*INFORMATION SHOWN*.
☆ ☆ ☆ ☆ ☆

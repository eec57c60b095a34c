//! Port construction for an experiment session
//!
//! `open_port` turns a mode selector plus mode-specific parameters into exactly
//! one [`Port`] variant, then runs a baseline reset so the hardware starts from
//! a known state. The rules:
//!
//! | selector | result |
//! |---|---|
//! | 0 | null port, no reset |
//! | 1 | parallel port at `address`, or `0x378` when absent |
//! | 2 | NI-DAQmx lines, library located through `library_path` |
//! | 3 | serial port at `address`; null port when absent |
//! | other | null port with a diagnostic |
//!
//! Anything that fails while opening real hardware is a
//! `StimError::Initialization`; the null port is only ever returned when the
//! caller asked for it or gave no usable selector.

use super::{DaqPort, ParallelAddress, ParallelPort, Port, PortMode, SerialPort, TriggerOutput};
use crate::error::{AppResult, StimError};
use crate::trigger::reset;
use std::path::PathBuf;
use std::time::Duration;
use tracing::{info, warn};

use super::daq::DEFAULT_DAQ_LINES;
use super::serial::DEFAULT_BAUD_RATE;

/// Hold time of the baseline reset when none is configured.
pub const DEFAULT_RESET_HOLD: Duration = Duration::from_secs(1);

/// Everything needed to open a trigger port.
#[derive(Debug, Clone, PartialEq)]
pub struct PortSettings {
    /// Mode selector: 0 none, 1 parallel, 2 daq, 3 serial
    pub mode: i64,
    /// LPT register/device (mode 1) or serial device (mode 3)
    pub address: Option<String>,
    /// NI-DAQmx library file or directory (mode 2)
    pub library_path: Option<PathBuf>,
    /// NI-DAQmx line group (mode 2)
    pub daq_lines: String,
    /// Serial baud rate (mode 3)
    pub baud_rate: u32,
    /// How long the reset holds all lines high
    pub reset_hold: Duration,
}

impl Default for PortSettings {
    fn default() -> Self {
        Self {
            mode: 0,
            address: None,
            library_path: None,
            daq_lines: DEFAULT_DAQ_LINES.to_string(),
            baud_rate: DEFAULT_BAUD_RATE,
            reset_hold: DEFAULT_RESET_HOLD,
        }
    }
}

impl PortSettings {
    /// Settings for `mode` with every other value at its default.
    pub fn for_mode(mode: i64) -> Self {
        Self {
            mode,
            ..Self::default()
        }
    }
}

/// Open the port described by `settings` and reset it.
///
/// # Errors
///
/// Returns `StimError::Initialization` if real hardware was requested and could
/// not be opened, and `StimError::Write` if the baseline reset fails.
pub fn open_port(settings: &PortSettings) -> AppResult<Port> {
    let mode = match PortMode::try_from(settings.mode) {
        Ok(mode) => mode,
        Err(err @ StimError::UnsupportedMode(_)) => {
            warn!("{}; no port initiated", err);
            return Ok(Port::null());
        }
        Err(err) => return Err(err),
    };

    let port = match mode {
        PortMode::None => {
            warn!("No port initiated (mode 0)");
            return Ok(Port::null());
        }
        PortMode::Parallel => {
            let address = match settings.address.as_deref() {
                Some(address) => address.parse::<ParallelAddress>()?,
                None => ParallelAddress::default(),
            };
            Port::from(ParallelPort::open(address)?)
        }
        PortMode::Daq => Port::from(DaqPort::open(
            settings.library_path.as_deref(),
            &settings.daq_lines,
        )?),
        PortMode::Serial => match settings.address.as_deref() {
            Some(device) if !device.trim().is_empty() => {
                Port::from(SerialPort::open(device.trim(), settings.baud_rate)?)
            }
            _ => {
                warn!("No serial address given; no port initiated");
                return Ok(Port::null());
            }
        },
    };

    initialize(port, settings.reset_hold)
}

/// Run the baseline reset on a freshly constructed port and hand it back.
///
/// # Errors
///
/// Returns `StimError::Write` if the port rejects either reset write.
pub fn initialize(mut port: Port, hold: Duration) -> AppResult<Port> {
    reset(&mut port, hold)?;
    info!(port = %port.describe(), "Trigger port ready");
    Ok(port)
}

☆ ☆ ☆ ☆ ☆

Print the material once more, exactly.

*RESULT*.
repository eec57c60b095a34c
//! Port construction for an experiment session
//!
//! `open_port` turns a mode selector plus mode-specific parameters into exactly
//! one [`Port`] variant, then runs a baseline reset so the hardware starts from
//! a known state. The rules:
//!
//! | selector | result |
//! |---|---|
//! | 0 | null port, no reset |
//! | 1 | parallel port at `address`, or `0x378` when absent |
//! | 2 | NI-DAQmx lines, library located through `library_path` |
//! | 3 | serial port at `address`; null port when absent |
//! | other | null port with a diagnostic |
//!
//! Anything that fails while opening real hardware is a
//! `StimError::Initialization`; the null port is only ever returned when the
//! caller asked for it or gave no usable selector.

use super::{DaqPort, ParallelAddress, ParallelPort, Port, PortMode, SerialPort, TriggerOutput};
use crate::error::{AppResult, StimError};
use crate::trigger::reset;
use std::path::PathBuf;
use std::time::Duration;
use tracing::{info, warn};

use super::daq::DEFAULT_DAQ_LINES;
use super::serial::DEFAULT_BAUD_RATE;

/// Hold time of the baseline reset when none is configured.
pub const DEFAULT_RESET_HOLD: Duration = Duration::from_secs(1);

/// Everything needed to open a trigger port.
#[derive(Debug, Clone, PartialEq)]
pub struct PortSettings {
    /// Mode selector: 0 none, 1 parallel, 2 daq, 3 serial
    pub mode: i64,
    /// LPT register/device (mode 1) or serial device (mode 3)
    pub address: Option<String>,
    /// NI-DAQmx library file or directory (mode 2)
    pub library_path: Option<PathBuf>,
    /// NI-DAQmx line group (mode 2)
    pub daq_lines: String,
    /// Serial baud rate (mode 3)
    pub baud_rate: u32,
    /// How long the reset holds all lines high
    pub reset_hold: Duration,
}

impl Default for PortSettings {
    fn default() -> Self {
        Self {
            mode: 0,
            address: None,
            library_path: None,
            daq_lines: DEFAULT_DAQ_LINES.to_string(),
            baud_rate: DEFAULT_BAUD_RATE,
            reset_hold: DEFAULT_RESET_HOLD,
        }
    }
}

impl PortSettings {
    /// Settings for `mode` with every other value at its default.
    pub fn for_mode(mode: i64) -> Self {
        Self {
            mode,
            ..Self::default()
        }
    }
}

/// Open the port described by `settings` and reset it.
///
/// # Errors
///
/// Returns `StimError::Initialization` if real hardware was requested and could
/// not be opened, and `StimError::Write` if the baseline reset fails.
pub fn open_port(settings: &PortSettings) -> AppResult<Port> {
    let mode = match PortMode::try_from(settings.mode) {
        Ok(mode) => mode,
        Err(err @ StimError::UnsupportedMode(_)) => {
            warn!("{}; no port initiated", err);
            return Ok(Port::null());
        }
        Err(err) => return Err(err),
    };

    let port = match mode {
        PortMode::None => {
            warn!("No port initiated (mode 0)");
            return Ok(Port::null());
        }
        PortMode::Parallel => {
            let address = match settings.address.as_deref() {
                Some(address) => address.parse::<ParallelAddress>()?,
                None => ParallelAddress::default(),
            };
            Port::from(ParallelPort::open(address)?)
        }
        PortMode::Daq => Port::from(DaqPort::open(
            settings.library_path.as_deref(),
            &settings.daq_lines,
        )?),
        PortMode::Serial => match settings.address.as_deref() {
            Some(device) if !device.trim().is_empty() => {
                Port::from(SerialPort::open(device.trim(), settings.baud_rate)?)
            }
            _ => {
                warn!("No serial address given; no port initiated");
                return Ok(Port::null());
            }
        },
    };

    initialize(port, settings.reset_hold)
}

/// Run the baseline reset on a freshly constructed port and hand it back.
///
/// # Errors
///
/// Returns `StimError::Write` if the port rejects either reset write.
pub fn initialize(mut port: Port, hold: Duration) -> AppResult<Port> {
    reset(&mut port, hold)?;
    info!(port = %port.describe(), "Trigger port ready");
    Ok(port)
}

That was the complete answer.